Of course there’s other things in my life that I love and that are more difficult for me to do right now, for various reasons, but having brought this one into foreground focus has somehow shifted my perspective slightly from regretting what I’m missing to appreciating what I’m able to do, and prioritising it.
Another example is a conversation I had at the weekend with a green-fingered friend. We were talking about growing, I was asking their advice, we were sharing experiences, practices, plant likes and dislikes – and something about that chat shifted my perspective. I let go of some of the stress that had been sitting on my shoulder, nagging at me about the various gardening tasks that I ‘should’ be doing or had got behind with, and instead took pleasure in the few hours that I then allowed myself to work away in the garden.
It was almost as if sharing the experience with someone else reminded me that I loved gardening, when I had turned it into a chore. (I’m really expert at doing that, by the way – doing something because I love it and then subtly shifting my approach so that one day I wake up and find that what I loved has become a stick to beat myself with.)
The work that I did that afternoon in the garden was the same, but my attitude towards it was completely different, as was my sense of being nurtured by it instead of tired out by it – I’d connected to it in a different way.
So……….. I really encourage you to pay attention to what you love, to remind yourself of what you love, and to pause, notice and connect to what you love. If you’re not sure how to do that, based on my own recent experiences my suggestions are:
Set aside half an hour for a creative exercise like the free-writing one I gave the example of above. Use whatever meditation, mindfulness or grounding technique works for you, or even check out the Focusing video on my blog and use the lead-in at the beginning of it, then when you’ve settled in your body, ask yourself ‘what do I love?’ and free-write what comes. (Ann Dowsett Johnstone used Mary Oliver’s poem ‘Wild Geese’ as a lead-in to her exercise.
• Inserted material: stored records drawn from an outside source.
//! Error codes for the Tessel diagnostic system.
//!
//! Error codes are organized by phase:
//! - `E1xx` - AST ingestion errors
//! - `E2xx` - Decorator errors
//! - `E3xx` - Model structure errors
//! - `Wxxx` - Warnings

use std::fmt;

/// Error codes for categorizing diagnostics.
#[derive(Debug, Clone, Copy, PartialEq, Eq, Hash)]
pub enum ErrorCode {
    // =========================================================================
    // AST Ingestion Errors (E1xx)
    // =========================================================================
    /// Malformed AST.
    ///
    /// The AST handed over by the upstream parser is not valid JSON or does
    /// not have the expected shape.
    E100,

    // =========================================================================
    // Decorator Errors (E2xx)
    // =========================================================================
    /// Duplicate decorator.
    ///
    /// The same decorator name is applied more than once to one element.
    E200,

    /// Invalid decorator arguments.
    ///
    /// A known decorator kind received arguments it does not accept.
    E201,

    /// Undefined type in decorator argument.
    ///
    /// A type reference argument names a type that is not declared.
    E202,

    // =========================================================================
    // Model Structure Errors (E3xx)
    // =========================================================================
    /// Duplicate declaration.
    ///
    /// A model file declares the same name more than once.
    E300,

    /// Duplicate property.
    ///
    /// A declaration has two properties with the same name.
    E301,

    /// Undefined type.
    ///
    /// A super type or property type is not declared in the model.
    E302,

    // =========================================================================
    // Warnings (Wxxx)
    // =========================================================================
    /// Unresolved decorator.
    ///
    /// No registered factory recognised the decorator, so it was kept as a
    /// generic decorator.
    W001,
}

impl ErrorCode {
    /// Returns the code as a string (e.g., "E200").
    pub fn as_str(&self) -> &'static str {
        match self {
            ErrorCode::E100 => "E100",
            ErrorCode::E200 => "E200",
            ErrorCode::E201 => "E201",
            ErrorCode::E202 => "E202",
            ErrorCode::E300 => "E300",
            ErrorCode::E301 => "E301",
            ErrorCode::E302 => "E302",
            ErrorCode::W001 => "W001",
        }
    }

    /// Returns a short description of what this code means.
    pub fn description(&self) -> &'static str {
        match self {
            ErrorCode::E100 => "malformed AST",
            ErrorCode::E200 => "duplicate decorator",
            ErrorCode::E201 => "invalid decorator arguments",
            ErrorCode::E202 => "undefined type in decorator argument",
            ErrorCode::E300 => "duplicate declaration",
            ErrorCode::E301 => "duplicate property",
            ErrorCode::E302 => "undefined type",
            ErrorCode::W001 => "unresolved decorator",
        }
    }
}

impl fmt::Display for ErrorCode {
    fn fmt(&self, f: &mut fmt::Formatter<'_>) -> fmt::Result {
        write!(f, "{}", self.as_str())
    }
}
You can hear Mary Oliver’s reading of the poem here.)
Talking about what you love
Make time for a conversation with a trusted other who loves what you love. Resist the small talk……. Instead talk about what you love, even if it’s just for ten minutes. Then, set aside a little time to think about and reflect on your conversation. Was there anything that surprised you, that you hadn’t realised was important to you about this activity, or this object? Has it changed your relationship with what you love?
Sharing with others
Start an appreciation group. I started a Facebook group a couple of years ago sharing recipes and meal ideas. Sharing with other people who love what I love (cooking and eating food) has been really stimulating, the ideas of others reminding me of things I’d forgotten or introducing me to new notions. Posh food, comfort food, food out of cartons is all welcomed. You could try a WhatsApp or Signal group of a few friends, or simply meeting up with folk, like a more traditional book group.
Give 5 minutes to reflect
Simply set aside five minutes at the finish of the day to ask yourself ‘What have I loved today and why?’ If you find it hard to think of anything go reeeeally small – a conversation, a much-needed cup of tea – and re-experience that enjoyment. Give yourself a bit of time to wonder how you can have another moment like that tomorrow.
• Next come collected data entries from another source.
//! Cryptographic primitives for the PQDROP engine
//!
//! Symmetric AEAD with counter-based nonce discipline, content hashing,
//! and password-based key derivation for password-protected transfers.

use crate::error::{Error, Result};
use serde::{Deserialize, Serialize};
use subtle::ConstantTimeEq;
use zeroize::Zeroize;

/// AEAD nonce length in bytes (96 bits)
pub const NONCE_LEN: usize = 12;

/// AEAD authentication tag length in bytes
pub const AEAD_TAG_LEN: usize = 16;

/// Content hash length in bytes (256 bits)
pub const HASH_LEN: usize = 32;

/// Argon2 salt length for password-protected transfers
pub const PASSWORD_SALT_LEN: usize = 16;

/// Supported AEAD algorithms
#[derive(Debug, Clone, Copy, PartialEq, Eq, Serialize, Deserialize)]
pub enum AeadAlgorithm {
    /// ChaCha20-Poly1305 (recommended)
    ChaCha20Poly1305,
    /// AES-256-GCM (hardware accelerated)
    Aes256Gcm,
}

/// Supported hash algorithms
#[derive(Debug, Clone, Copy, PartialEq, Eq, Serialize, Deserialize)]
pub enum HashAlgorithm {
    /// BLAKE3 (fast, recommended)
    Blake3,
    /// SHA3-256 (NIST standard)
    Sha3_256,
}

/// Cryptographic suite configuration
#[derive(Debug, Clone, Copy, PartialEq, Eq, Serialize, Deserialize)]
pub struct CryptoSuite {
    /// AEAD algorithm for chunk encryption
    pub aead: AeadAlgorithm,
    /// Hash algorithm for chunk and file content hashes
    pub hash: HashAlgorithm,
}

impl Default for CryptoSuite {
    fn default() -> Self {
        Self {
            aead: AeadAlgorithm::ChaCha20Poly1305,
            hash: HashAlgorithm::Blake3,
        }
    }
}

/// Hash data with the suite's content hash algorithm
pub fn hash_bytes(algorithm: HashAlgorithm, data: &[u8]) -> [u8; HASH_LEN] {
    match algorithm {
        HashAlgorithm::Blake3 => *blake3::hash(data).as_bytes(),
        HashAlgorithm::Sha3_256 => {
            use sha3::{Digest, Sha3_256};
            let mut hasher = Sha3_256::new();
            hasher.update(data);
            hasher.finalize().into()
        }
    }
}

/// Constant-time comparison of two content hashes
pub fn hashes_equal(a: &[u8; HASH_LEN], b: &[u8; HASH_LEN]) -> bool {
    bool::from(a.ct_eq(b))
}

/// Derived-key expansion with a fixed context string (BLAKE3 KDF mode)
pub(crate) fn derive_okm(context: &str, ikm: &[u8], okm: &mut [u8]) {
    let mut hasher = blake3::Hasher::new_derive_key(context);
    hasher.update(ikm);
    hasher.finalize_xof().fill(okm);
}

/// Derive a 32-byte pre-shared key from a password (Argon2id, memory-hard)
///
/// The salt travels in the clear alongside the handshake; the derived key is
/// mixed into the session key schedule so a wrong password yields divergent
/// keys rather than an explicit protocol error.
pub fn derive_password_key(password: &str, salt: &[u8; PASSWORD_SALT_LEN]) -> Result<[u8; 32]> {
    let mut out = [0u8; 32];
    argon2::Argon2::default()
        .hash_password_into(password.as_bytes(), salt, &mut out)
        .map_err(|e| Error::Crypto(format!("Argon2 derivation failed: {}", e)))?;
    Ok(out)
}

/// Generate a random Argon2 salt
pub fn generate_password_salt() -> [u8; PASSWORD_SALT_LEN] {
    use rand::RngCore;
    let mut salt = [0u8; PASSWORD_SALT_LEN];
    rand::rngs::OsRng.fill_bytes(&mut salt);
    salt
}

/// Direction of an encrypted stream within a session
#[derive(Debug, Clone, Copy, PartialEq, Eq)]
pub enum Direction {
    /// Initiator-to-responder stream
    InitiatorToResponder,
    /// Responder-to-initiator stream
    ResponderToInitiator,
}

impl Direction {
    fn bit(self) -> u8 {
        match self {
            Direction::InitiatorToResponder => 0x00,
            Direction::ResponderToInitiator => 0x80,
        }
    }
}

/// Counter-based nonce source bound to exactly one (key, generation) pair
///
/// Deliberately neither `Clone` nor `Copy`: a counter exists once per key and
/// only the key schedule and key rotation construct fresh ones. The nonce is
/// the 64-bit counter big-endian in bytes 0..8 and the 4-byte schedule basis
/// (direction bit folded into byte 8) in bytes 8..12.
pub struct NonceCounter {
    counter: u64,
    basis: [u8; 4],
    direction: Direction,
}

impl NonceCounter {
    pub(crate) fn new(basis: [u8; 4], direction: Direction) -> Self {
        Self {
            counter: 0,
            basis,
            direction,
        }
    }

    /// Produce the next nonce, advancing the counter
    fn next(&mut self) -> Result<[u8; NONCE_LEN]> {
        if self.counter == u64::MAX {
            // A key must rotate long before 2^64 encryptions
            return Err(Error::Crypto("nonce counter exhausted".into()));
        }
        let mut nonce = [0u8; NONCE_LEN];
        nonce[..8].copy_from_slice(&self.counter.to_be_bytes());
        nonce[8] = self.basis[0] ^ self.direction.bit();
        nonce[9] = self.basis[1];
        nonce[10] = self.basis[2];
        nonce[11] = self.basis[3];
        self.counter += 1;
        Ok(nonce)
    }

    /// Number of nonces issued so far
    pub fn counter(&self) -> u64 {
        self.counter
    }
}

impl Zeroize for NonceCounter {
    fn zeroize(&mut self) {
        self.counter.zeroize();
        self.basis.zeroize();
    }
}

impl Drop for NonceCounter {
    fn drop(&mut self) {
        self.zeroize();
    }
}

impl std::fmt::Debug for NonceCounter {
    fn fmt(&self, f: &mut std::fmt::Formatter<'_>) -> std::fmt::Result {
        f.debug_struct("NonceCounter")
            .field("counter", &self.counter)
            .field("basis", &"<REDACTED>")
            .field("direction", &self.direction)
            .finish()
    }
}

enum CipherInner {
    ChaCha(chacha20poly1305::ChaCha20Poly1305),
    Aes(aes_gcm::Aes256Gcm),
}

impl CipherInner {
    fn new(algorithm: AeadAlgorithm, key: &[u8; 32]) -> Self {
        match algorithm {
            AeadAlgorithm::ChaCha20Poly1305 => {
                use chacha20poly1305::{ChaCha20Poly1305, Key, KeyInit};
                CipherInner::ChaCha(ChaCha20Poly1305::new(Key::from_slice(key)))
            }
            AeadAlgorithm::Aes256Gcm => {
                use aes_gcm::{Aes256Gcm, Key, KeyInit};
                CipherInner::Aes(Aes256Gcm::new(Key::<Aes256Gcm>::from_slice(key)))
            }
        }
    }

    fn encrypt(&self, nonce: &[u8; NONCE_LEN], plaintext: &[u8], aad: &[u8]) -> Result<Vec<u8>> {
        let mut buffer = Vec::with_capacity(plaintext.len() + AEAD_TAG_LEN);
        buffer.extend_from_slice(plaintext);
        match self {
            CipherInner::ChaCha(cipher) => {
                use chacha20poly1305::{AeadInPlace, Nonce};
                cipher
                    .encrypt_in_place(Nonce::from_slice(nonce), aad, &mut buffer)
                    .map_err(|e| Error::Crypto(format!("Encryption failed: {}", e)))?;
            }
            CipherInner::Aes(cipher) => {
                use aes_gcm::{AeadInPlace, Nonce};
                cipher
                    .encrypt_in_place(Nonce::from_slice(nonce), aad, &mut buffer)
                    .map_err(|e| Error::Crypto(format!("Encryption failed: {}", e)))?;
            }
        }
        Ok(buffer)
    }

    fn decrypt(&self, nonce: &[u8; NONCE_LEN], ciphertext: &[u8], aad: &[u8]) -> Result<Vec<u8>> {
        let mut buffer = ciphertext.to_vec();
        match self {
            CipherInner::ChaCha(cipher) => {
                use chacha20poly1305::{AeadInPlace, Nonce};
                cipher
                    .decrypt_in_place(Nonce::from_slice(nonce), aad, &mut buffer)
                    .map_err(|e| Error::Crypto(format!("Decryption failed: {}", e)))?;
            }
            CipherInner::Aes(cipher) => {
                use aes_gcm::{AeadInPlace, Nonce};
                cipher
                    .decrypt_in_place(Nonce::from_slice(nonce), aad, &mut buffer)
                    .map_err(|e| Error::Crypto(format!("Decryption failed: {}", e)))?;
            }
        }
        Ok(buffer)
    }
}

/// Sending half of a directional AEAD key
///
/// Owns its nonce counter; every encryption advances it. Constructed only by
/// the key schedule, so a counter can never be shared between keys.
pub struct SendCipher {
    inner: CipherInner,
    key: [u8; 32],
    nonce: NonceCounter,
}

impl SendCipher {
    pub(crate) fn new(
        algorithm: AeadAlgorithm,
        key: [u8; 32],
        basis: [u8; 4],
        direction: Direction,
    ) -> Self {
        Self {
            inner: CipherInner::new(algorithm, &key),
            key,
            nonce: NonceCounter::new(basis, direction),
        }
    }

    /// Encrypt, returning the nonce used alongside the ciphertext
    pub fn encrypt(&mut self, plaintext: &[u8], aad: &[u8]) -> Result<([u8; NONCE_LEN], Vec<u8>)> {
        let nonce = self.nonce.next()?;
        let ciphertext = self.inner.encrypt(&nonce, plaintext, aad)?;
        Ok((nonce, ciphertext))
    }

    /// Number of encryptions performed under this key
    pub fn counter(&self) -> u64 {
        self.nonce.counter()
    }
}

impl Drop for SendCipher {
    fn drop(&mut self) {
        self.key.zeroize();
    }
}

impl std::fmt::Debug for SendCipher {
    fn fmt(&self, f: &mut std::fmt::Formatter<'_>) -> std::fmt::Result {
        f.debug_struct("SendCipher")
            .field("counter", &self.nonce.counter())
            .finish_non_exhaustive()
    }
}

/// Receiving half of a directional AEAD key
///
/// Decryption takes the peer's explicit nonce; no counter is owned here.
pub struct RecvCipher {
    inner: CipherInner,
    key: [u8; 32],
}

impl RecvCipher {
    pub(crate) fn new(algorithm: AeadAlgorithm, key: [u8; 32]) -> Self {
        Self {
            inner: CipherInner::new(algorithm, &key),
            key,
        }
    }

    /// Decrypt and authenticate a ciphertext
    pub fn decrypt(
        &self,
        nonce: &[u8; NONCE_LEN],
        ciphertext: &[u8],
        aad: &[u8],
    ) -> Result<Vec<u8>> {
        self.inner.decrypt(nonce, ciphertext, aad)
    }
}

impl Drop for RecvCipher {
    fn drop(&mut self) {
        self.key.zeroize();
    }
}

impl std::fmt::Debug for RecvCipher {
    fn fmt(&self, f: &mut std::fmt::Formatter<'_>) -> std::fmt::Result {
        f.debug_struct("RecvCipher").finish_non_exhaustive()
    }
}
I often don’t know what I think about something until I’ve put it through my typewriter.Ann Dowsett Johnston
Joy is really important to wellbeing – the antidote to burnout. Paying attention to what you love helps you notice more opportunities to find that joy, enables you to be more open to joy where it arises. Allowing yourself something that you love, wholeheartedly, is an act of self-love. Make a bit of space to give that to yourself.